Pour que la transition énergétique en Afrique réussisse, il faut des dirigeants qui, au-delà des discours habituels – que nous entendons aussi en Europe –, prennent des mesures concrètes pour industrialiser véritablement leur pays. Une industrialisation qui ne soit pas simplement théorique, mais accompagnée de réformes pour améliorer les cadres politiques et réglementaires. Sans des politiques claires et stables, il est impossible d’attirer les investissements nécessaires. L’Afrique doit s’inspirer de régions comme l’Amérique latine ou l’Inde. Ces régions étaient, il y a encore quelques années, bien derrière l’Afrique en matière d’énergie renouvelable. Aujourd’hui, elles ont fait des progrès impressionnants en misant sur leurs jeunes talents, leurs ressources naturelles et des politiques industrielles ambitieuses.
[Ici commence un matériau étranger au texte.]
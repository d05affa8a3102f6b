use std::sync::Arc;
use std::time::Duration;

use chrono::{TimeDelta, Utc};
use dashmap::DashMap;
use futures::future::join_all;
use parking_lot::RwLock;
use remedy_audit::{AuditEntry, AuditPage, AuditQuery};
use remedy_core::{
    ApprovalDecision, ApprovalRecord, ExecutionOutcome, Issue, Notification, NotificationChannel,
    Outcome, RemediationAction, RemediationRequest, RequestState, Severity,
};
use remedy_provider::{Executor, ExecutorRegistry, Notifier, NotifierRegistry};
use serde::Serialize;
use serde_json::json;
use tokio::time::Instant;
use tracing::{debug, error, info, instrument, warn};
use uuid::Uuid;

use crate::approval::{ApprovalGate, DEADLINE_ACTOR};
use crate::audit_log::AuditLog;
use crate::catalog::PolicyCatalog;
use crate::dedup::DedupWindow;
use crate::error::EngineError;
use crate::guard::{CircuitSnapshot, CircuitState, DependencyGuard, GuardError};
use crate::metrics::{EngineMetrics, MetricsSnapshot};
use crate::ratelimit::RateLimiter;
use crate::report::{Evaluation, RemediationReport};

/// Actor recorded for decisions the engine makes on its own.
pub const SYSTEM_ACTOR: &str = "system";

/// Guard context for an action's executor.
pub fn action_context(action: &str) -> String {
    format!("action:{action}")
}

/// Guard context for a notification channel.
pub fn notify_context(channel: &str) -> String {
    format!("notify:{channel}")
}

pub(crate) struct TrackedRequest {
    request: RemediationRequest,
    issue: Arc<Issue>,
    action: RemediationAction,
    execution: Option<ExecutionOutcome>,
    rolling_back: bool,
}

/// Releases the dedup pair when the request is finished, including when the
/// handling future is dropped.
struct LiveGuard<'a> {
    dedup: &'a DedupWindow,
    signature: &'a str,
    action: &'a str,
}

impl Drop for LiveGuard<'_> {
    fn drop(&mut self) {
        self.dedup.release(self.signature, self.action);
    }
}

/// Settles the request if the handling future is dropped while it waits on
/// an approval, so the request still reaches a terminal state and its audit
/// entry.
struct AwaitingDecision<'a> {
    orchestrator: &'a RemediationOrchestrator,
    request_id: Uuid,
    armed: bool,
}

impl AwaitingDecision<'_> {
    fn disarm(&mut self) {
        self.armed = false;
    }
}

impl Drop for AwaitingDecision<'_> {
    fn drop(&mut self) {
        if self.armed {
            self.orchestrator.abandon_approval(self.request_id);
        }
    }
}

/// How a request ended, before it is written to audit.
struct Settled {
    outcome: Outcome,
    actor: String,
    attempts: Option<u32>,
    circuit_state: Option<CircuitState>,
    approval: Option<ApprovalRecord>,
    error: Option<String>,
}

impl Settled {
    fn system(outcome: Outcome) -> Self {
        Self {
            outcome,
            actor: SYSTEM_ACTOR.to_owned(),
            attempts: None,
            circuit_state: None,
            approval: None,
            error: None,
        }
    }
}

/// Counts from one maintenance pass.
#[derive(Debug, Clone, Copy, Default, PartialEq, Eq, Serialize)]
pub struct SweepReport {
    pub dedup_evicted: usize,
    pub approvals_expired: usize,
    pub approvals_purged: usize,
    pub requests_purged: usize,
}

/// Drives each issue to a terminal outcome.
///
/// Per issue: catalog match, dedup, rate limit, optional approval,
/// guarded execution, then exactly one audit entry. Issues are handled
/// concurrently; each one is processed sequentially.
pub struct RemediationOrchestrator {
    pub(crate) catalog: RwLock<Arc<PolicyCatalog>>,
    pub(crate) dedup: DedupWindow,
    pub(crate) rate_limiter: RateLimiter,
    pub(crate) approvals: ApprovalGate,
    pub(crate) guard: DependencyGuard,
    pub(crate) audit: AuditLog,
    pub(crate) executors: ExecutorRegistry,
    pub(crate) notifiers: NotifierRegistry,
    pub(crate) requests: DashMap<Uuid, TrackedRequest>,
    pub(crate) metrics: Arc<EngineMetrics>,
}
Enfin, il faut tirer parti des ressources exceptionnelles de l’Afrique : ses jeunes, ses compétences, ses richesses naturelles. Pourquoi ne pas les réunir pour initier une croissance verte à travers tout le continent ? Cela ne devrait pas se limiter à des projets d’énergie renouvelable. Pensez aux batteries, au textile, ou encore au chocolat. Le Maroc, par exemple, a lancé un programme éolien impressionnant qui a permis l’émergence de grandes usines locales. L’industrialisation verte, soutenue par des investissements publics et privés, pourrait devenir un modèle pour l’Afrique. Mais pour cela, il faut de la cohérence et une vision à long terme.
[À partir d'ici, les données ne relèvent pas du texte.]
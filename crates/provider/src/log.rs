use async_trait::async_trait;
use remedy_core::{ExecutionOutcome, Issue, Notification, NotificationChannel, RemediationAction};
use tracing::info;

use crate::error::DependencyError;
use crate::executor::Executor;
use crate::notifier::Notifier;

/// An executor that logs the action and reports success without performing
/// any external I/O.
///
/// Useful for local development, dry environments, and tests where no real
/// cluster is reachable.
pub struct LogExecutor {
    name: String,
}

impl LogExecutor {
    pub fn new(name: impl Into<String>) -> Self {
        Self { name: name.into() }
    }
}

#[async_trait]
impl Executor for LogExecutor {
    fn name(&self) -> &str {
        &self.name
    }

    async fn execute(
        &self,
        action: &RemediationAction,
        issue: &Issue,
    ) -> Result<ExecutionOutcome, DependencyError> {
        info!(
            executor = %self.name,
            action = %action.name,
            kind = action.parameters.kind(),
            issue_id = %issue.id,
            signature = %issue.signature,
            "log executor ran remediation"
        );
        Ok(ExecutionOutcome::new(serde_json::json!({
            "executor": self.name,
            "logged": true,
        })))
    }

    async fn rollback(
        &self,
        action: &RemediationAction,
        issue: &Issue,
        _previous: &ExecutionOutcome,
    ) -> Result<ExecutionOutcome, DependencyError> {
        info!(
            executor = %self.name,
            action = %action.name,
            signature = %issue.signature,
            "log executor rolled back remediation"
        );
        Ok(ExecutionOutcome::new(serde_json::json!({
            "executor": self.name,
            "rolled_back": true,
        })))
    }
}

/// A notifier that writes notifications to the log.
pub struct LogNotifier;

#[async_trait]
impl Notifier for LogNotifier {
    async fn notify(
        &self,
        channel: &NotificationChannel,
        notification: &Notification,
    ) -> Result<(), DependencyError> {
        info!(
            channel = %channel.name,
            kind = notification.kind(),
            recipients = ?channel.recipients,
            "{}",
            notification.summary()
        );
        Ok(())
    }
}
AE : Malgré les rencontres internationales autour de ces questions, le dernier en date étant la COP29, le financement des énergies renouvelables en Afrique reste limité. Quelle stratégie les pays africains devraient-ils adopter lors de ces événements pour changer la donne ?
RV : Lorsqu’ils participent à de tels événements, les représentants africains sont généralement très proactifs. Cependant, l’Afrique doit adopter une approche encore plus confiante et stratégique. Le problème principal est la perception des risques. Tout d’abord, la perception d’instabilité politique : que se passe-t-il si un investisseur engage des fonds dans un projet à long terme et que la situation politique se détériore ? Les énergies renouvelables nécessitent des investissements initiaux élevés, même si elles sont rentables sur le long terme. En comparaison, le gaz offre une rentabilité immédiate avec un coût initial plus faible.
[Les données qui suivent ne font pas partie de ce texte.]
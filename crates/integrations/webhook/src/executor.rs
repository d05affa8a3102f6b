use async_trait::async_trait;
use remedy_core::{ExecutionOutcome, Issue, RemediationAction};
use remedy_provider::{DependencyError, Executor};
use serde_json::json;
use tracing::instrument;

use crate::client::WebhookClient;
use crate::config::WebhookConfig;
use crate::error::WebhookError;

/// Hands the actual remediation to an HTTP automation endpoint.
///
/// `execute` posts `{"action", "issue"}` to the configured URL; `rollback`
/// posts `{"action", "issue", "previous"}` to `<url>/rollback`. The
/// response body becomes the execution details.
pub struct WebhookExecutor {
    name: String,
    client: WebhookClient,
}

impl WebhookExecutor {
    pub fn new(name: impl Into<String>, config: WebhookConfig) -> Result<Self, WebhookError> {
        let name = name.into();
        if config.url.trim().is_empty() {
            return Err(WebhookError::MissingUrl(name));
        }
        Ok(Self {
            name,
            client: WebhookClient::new(config)?,
        })
    }

    pub fn with_client(name: impl Into<String>, client: WebhookClient) -> Self {
        Self {
            name: name.into(),
            client,
        }
    }
}

#[async_trait]
impl Executor for WebhookExecutor {
    fn name(&self) -> &str {
        &self.name
    }

    #[instrument(skip_all, fields(executor = %self.name, action = %action.name, signature = %issue.signature))]
    async fn execute(
        &self,
        action: &RemediationAction,
        issue: &Issue,
    ) -> Result<ExecutionOutcome, DependencyError> {
        let body = json!({ "action": action, "issue": issue });
        let details = self
            .client
            .post_json(&self.client.config().url, &body)
            .await?;
        Ok(ExecutionOutcome::new(details))
    }

    #[instrument(skip_all, fields(executor = %self.name, action = %action.name, signature = %issue.signature))]
    async fn rollback(
        &self,
        action: &RemediationAction,
        issue: &Issue,
        previous: &ExecutionOutcome,
    ) -> Result<ExecutionOutcome, DependencyError> {
        let body = json!({
            "action": action,
            "issue": issue,
            "previous": previous.details,
        });
        let details = self
            .client
            .post_json(&self.client.config().rollback_url(), &body)
            .await?;
        Ok(ExecutionOutcome::new(details))
    }
}
//! Bounded issue queue between the HTTP API and the orchestrator.
//!
//! `POST /v1/issues` enqueues and returns immediately; a single dispatcher
//! task drains the queue and spawns one handling task per issue, bounded by
//! a semaphore. Handling may suspend for approvals, so callers never wait on
//! the queue. Inline handling (`?wait=true`) runs on the same tracker, so a
//! caller that goes away does not cancel the remediation.

use std::sync::Arc;
use std::sync::atomic::{AtomicU64, Ordering};

use remedy_core::Issue;
use remedy_engine::{RemediationOrchestrator, RemediationReport};
use serde::Serialize;
use tokio::sync::{Semaphore, mpsc};
use tokio::task::JoinHandle;
use tokio_util::sync::CancellationToken;
use tokio_util::task::TaskTracker;
use tracing::{debug, error, info, warn};

use crate::config::IngestConfig;
use crate::error::ServerError;

#[derive(Debug, Default)]
struct Counters {
    accepted: AtomicU64,
    rejected: AtomicU64,
}

/// Queue depth and admission counters.
#[derive(Debug, Clone, Copy, Serialize)]
pub struct IngestStats {
    pub accepted: u64,
    pub rejected: u64,
    pub queued: usize,
    pub capacity: usize,
}

/// Producer handle for the ingest queue.
#[derive(Clone)]
pub struct IngestQueue {
    tx: mpsc::Sender<Issue>,
    counters: Arc<Counters>,
    orchestrator: Arc<RemediationOrchestrator>,
    tracker: TaskTracker,
}

impl IngestQueue {
    /// Enqueue an issue without waiting. Fails when the queue is full or the
    /// dispatcher has stopped.
    pub fn submit(&self, issue: Issue) -> Result<(), ServerError> {
        match self.tx.try_send(issue) {
            Ok(()) => {
                self.counters.accepted.fetch_add(1, Ordering::Relaxed);
                Ok(())
            }
            Err(mpsc::error::TrySendError::Full(issue)) => {
                self.counters.rejected.fetch_add(1, Ordering::Relaxed);
                warn!(issue_id = %issue.id, "ingest queue full, rejecting issue");
                Err(ServerError::Unavailable("ingest queue is full".into()))
            }
            Err(mpsc::error::TrySendError::Closed(_)) => {
                self.counters.rejected.fetch_add(1, Ordering::Relaxed);
                Err(ServerError::Unavailable("server is shutting down".into()))
            }
        }
    }

    /// Handle an issue on a tracked task and wait for its report. Dropping
    /// the returned future leaves the task running to completion, and
    /// shutdown waits for it like any queued issue.
    pub async fn handle_now(&self, issue: Issue) -> Result<RemediationReport, ServerError> {
        if self.tx.is_closed() {
            return Err(ServerError::Unavailable("server is shutting down".into()));
        }
        self.counters.accepted.fetch_add(1, Ordering::Relaxed);
        let orchestrator = Arc::clone(&self.orchestrator);
        let task = self
            .tracker
            .spawn(async move { orchestrator.handle_issue(issue).await });
        match task.await {
            Ok(report) => Ok(report?),
            Err(e) => Err(ServerError::Internal(format!("issue handling task failed: {e}"))),
        }
    }

    pub fn stats(&self) -> IngestStats {
        let capacity = self.tx.max_capacity();
        IngestStats {
            accepted: self.counters.accepted.load(Ordering::Relaxed),
            rejected: self.counters.rejected.load(Ordering::Relaxed),
            queued: capacity - self.tx.capacity(),
            capacity,
        }
    }
}

/// The running dispatcher. Call [`shutdown`](Self::shutdown) to stop it.
pub struct IngestDispatcher {
    cancel: CancellationToken,
    tracker: TaskTracker,
    handle: JoinHandle<()>,
}

impl IngestDispatcher {
    /// Stop taking new issues, handle what is already queued, and wait for
    /// every in-flight issue to finish.
    pub async fn shutdown(self) {
        self.cancel.cancel();
        if let Err(e) = self.handle.await {
            error!(error = %e, "ingest dispatcher task failed");
        }
        self.tracker.close();
        self.tracker.wait().await;
        info!("ingest dispatcher stopped");
    }

    /// Number of issues currently being handled.
    pub fn in_flight(&self) -> usize {
        self.tracker.len()
    }
}

/// Create the queue and spawn its dispatcher.
pub fn spawn(
    orchestrator: Arc<RemediationOrchestrator>,
    config: &IngestConfig,
) -> (IngestQueue, IngestDispatcher) {
    let (tx, mut rx) = mpsc::channel::<Issue>(config.queue_capacity.max(1));
    let semaphore = Arc::new(Semaphore::new(config.max_concurrent.max(1)));
    let cancel = CancellationToken::new();
    let tracker = TaskTracker::new();

    let handle = {
        let cancel = cancel.clone();
        let tracker = tracker.clone();
        let orchestrator = Arc::clone(&orchestrator);
        tokio::spawn(async move {
            loop {
                let issue = tokio::select! {
                    () = cancel.cancelled() => break,
                    received = rx.recv() => match received {
                        Some(issue) => issue,
                        None => break,
                    },
                };
                let Ok(permit) = Arc::clone(&semaphore).acquire_owned().await else {
                    break;
                };
                dispatch(&tracker, &orchestrator, issue, permit);
            }

            // Refuse new submissions, then hand off whatever is still buffered.
            rx.close();
            while let Some(issue) = rx.recv().await {
                let Ok(permit) = Arc::clone(&semaphore).acquire_owned().await else {
                    break;
                };
                dispatch(&tracker, &orchestrator, issue, permit);
            }
        })
    };

    let queue = IngestQueue {
        tx,
        counters: Arc::new(Counters::default()),
        orchestrator,
        tracker: tracker.clone(),
    };
    (
        queue,
        IngestDispatcher {
            cancel,
            tracker,
            handle,
        },
    )
}

fn dispatch(
    tracker: &TaskTracker,
    orchestrator: &Arc<RemediationOrchestrator>,
    issue: Issue,
    permit: tokio::sync::OwnedSemaphorePermit,
) {
    let orchestrator = Arc::clone(orchestrator);
    tracker.spawn(async move {
        let _permit = permit;
        let issue_id = issue.id.clone();
        match orchestrator.handle_issue(issue).await {
            Ok(report) => debug!(
                issue_id = %issue_id,
                outcome = %report.outcome,
                "queued issue handled"
            ),
            Err(e) => error!(issue_id = %issue_id, error = %e, "queued issue failed"),
        }
    });
}

#[cfg(test)]
mod tests {
    use remedy_audit::AuditQuery;
    use remedy_audit_memory::MemoryAuditSink;
    use std::time::Duration;

    use remedy_core::{ActionConfig, Outcome, PolicyConfig, Severity};
    use remedy_engine::OrchestratorBuilder;
    use remedy_provider::LogExecutor;

    use super::*;

    fn orchestrator() -> Arc<RemediationOrchestrator> {
        let policy = PolicyConfig {
            actions: vec![ActionConfig::new(
                "restart_pod",
                Severity::Low,
                ["crash_loop"],
            )],
            ..PolicyConfig::default()
        };
        Arc::new(
            OrchestratorBuilder::new()
                .policy(policy)
                .audit(Arc::new(MemoryAuditSink::new()))
                .fallback_executor(Arc::new(LogExecutor::new("log")))
                .build()
                .unwrap(),
        )
    }

    fn config(queue_capacity: usize) -> IngestConfig {
        IngestConfig {
            queue_capacity,
            max_concurrent: 2,
        }
    }

    #[tokio::test]
    async fn queued_issues_are_handled_before_shutdown_returns() {
        let orchestrator = orchestrator();
        let (queue, dispatcher) = spawn(Arc::clone(&orchestrator), &config(8));

        for n in 0..3 {
            queue
                .submit(Issue::new(format!("svc-{n}/crash"), "crash_loop", Severity::High))
                .unwrap();
        }
        dispatcher.shutdown().await;

        let page = orchestrator
            .query_audit(&AuditQuery::default())
            .await
            .unwrap();
        assert_eq!(page.total, 3);
        assert_eq!(queue.stats().accepted, 3);
    }

    #[tokio::test]
    async fn full_queue_rejects() {
        let (tx, _rx) = mpsc::channel(1);
        let queue = IngestQueue {
            tx,
            counters: Arc::new(Counters::default()),
            orchestrator: orchestrator(),
            tracker: TaskTracker::new(),
        };
        queue
            .submit(Issue::new("svc-A/crash", "crash_loop", Severity::High))
            .unwrap();
        let err = queue
            .submit(Issue::new("svc-B/crash", "crash_loop", Severity::High))
            .unwrap_err();
        assert!(matches!(err, ServerError::Unavailable(_)));

        let stats = queue.stats();
        assert_eq!(stats.accepted, 1);
        assert_eq!(stats.rejected, 1);
        assert_eq!(stats.queued, 1);
        assert_eq!(stats.capacity, 1);
    }

    #[tokio::test]
    async fn inline_handling_survives_a_dropped_caller() {
        let policy = PolicyConfig {
            actions: vec![
                ActionConfig::new("rollback_deployment", Severity::High, ["error_rate_spike"])
                    .requires_approval(true),
            ],
            ..PolicyConfig::default()
        };
        let orchestrator = Arc::new(
            OrchestratorBuilder::new()
                .policy(policy)
                .audit(Arc::new(MemoryAuditSink::new()))
                .fallback_executor(Arc::new(LogExecutor::new("log")))
                .build()
                .unwrap(),
        );
        let (queue, dispatcher) = spawn(Arc::clone(&orchestrator), &config(4));

        let inline = queue.handle_now(Issue::new("svc-A/errors", "error_rate_spike", Severity::High));
        assert!(
            tokio::time::timeout(Duration::from_millis(50), inline)
                .await
                .is_err()
        );

        let mut pending = orchestrator.pending_approvals();
        for _ in 0..200 {
            if !pending.is_empty() {
                break;
            }
            tokio::time::sleep(Duration::from_millis(10)).await;
            pending = orchestrator.pending_approvals();
        }
        assert_eq!(pending.len(), 1);
        orchestrator
            .decide_approval(pending[0].request_id, true, "alice")
            .unwrap();

        dispatcher.shutdown().await;
        let page = orchestrator
            .query_audit(&AuditQuery::default())
            .await
            .unwrap();
        assert_eq!(page.total, 1);
        assert_eq!(page.entries[0].outcome, Outcome::Succeeded);
        assert_eq!(queue.stats().accepted, 1);
    }

    #[tokio::test]
    async fn inline_handling_after_shutdown_is_unavailable() {
        let (queue, dispatcher) = spawn(orchestrator(), &config(4));
        dispatcher.shutdown().await;

        let err = queue
            .handle_now(Issue::new("svc-A/crash", "crash_loop", Severity::High))
            .await
            .unwrap_err();
        assert!(matches!(err, ServerError::Unavailable(_)));
    }

    #[tokio::test]
    async fn submit_after_shutdown_is_unavailable() {
        let (queue, dispatcher) = spawn(orchestrator(), &config(4));
        dispatcher.shutdown().await;

        let err = queue
            .submit(Issue::new("svc-A/crash", "crash_loop", Severity::High))
            .unwrap_err();
        assert!(err.to_string().contains("shutting down"));
    }
}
Deuxièmement, les conditions macroéconomiques posent problème. Par exemple, certaines entreprises publiques n’ont pas les moyens d’honorer leurs paiements malgré des accords signés avec des producteurs indépendants d’énergie. Cela crée un environnement économique peu fiable.
« Par exemple, certaines entreprises publiques n’ont pas les moyens d’honorer leurs paiements malgré des accords signés avec des producteurs indépendants d’énergie. Cela crée un environnement économique peu fiable. »
Ensuite, il y a les cadres politiques et réglementaires. Sans règles claires et un terrain de jeu équitable, les investisseurs internationaux se retrouvent déstabilisés. Par exemple, des changements soudains de réglementation ou des cadres opaques découragent les grandes entreprises. Enfin, la stabilité institutionnelle est essentielle. Les investisseurs ont besoin de garanties que les projets bénéficieront d’un soutien constant, indépendamment des changements de gouvernement. En Europe, par exemple, nous avons des stratégies à long terme, comme le Global Gateway, qui transcendent les cycles électoraux. L’Afrique doit travailler pour arriver à cette cohérence.